**DIRECTIONS FOR THIS TASK**:
Using the listing below, work out how many lines carry the word "usize", and state nothing but that number.

**SOURCE INFORMATION**:
- Opening Delimiter -
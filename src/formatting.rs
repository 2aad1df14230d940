use chrono::{DateTime, Local, Utc};

/// Fecha en la zona horaria local, con el formato de los reportes.
pub fn format_local(time: &DateTime<Utc>) -> String {
    let local: DateTime<Local> = time.with_timezone(&Local);
    local.format("%Y-%m-%d %H:%M:%S %Z").to_string()
}

pub fn format_size(bytes: u64) -> String {
    const UNITS: [&str; 5] = ["bytes", "KiB", "MiB", "GiB", "TiB"];
    let mut value = bytes as f64;
    let mut unit_index = 0;

    while value >= 1024.0 && unit_index < UNITS.len() - 1 {
        value /= 1024.0;
        unit_index += 1;
    }

    if unit_index == 0 {
        format!("{} bytes", bytes)
    } else {
        format!("{value:.2} {} ({} bytes)", UNITS[unit_index], bytes)
    }
}

/// Barra de 20 posiciones para una puntuación de 0 a 100.
pub fn score_bar(score: u8) -> String {
    const WIDTH: usize = 20;
    let filled = (usize::from(score.min(100)) * WIDTH).div_ceil(100);
    format!("{}{}", "█".repeat(filled), "░".repeat(WIDTH - filled))
}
- Closing Delimiter -
**REPLY**:
2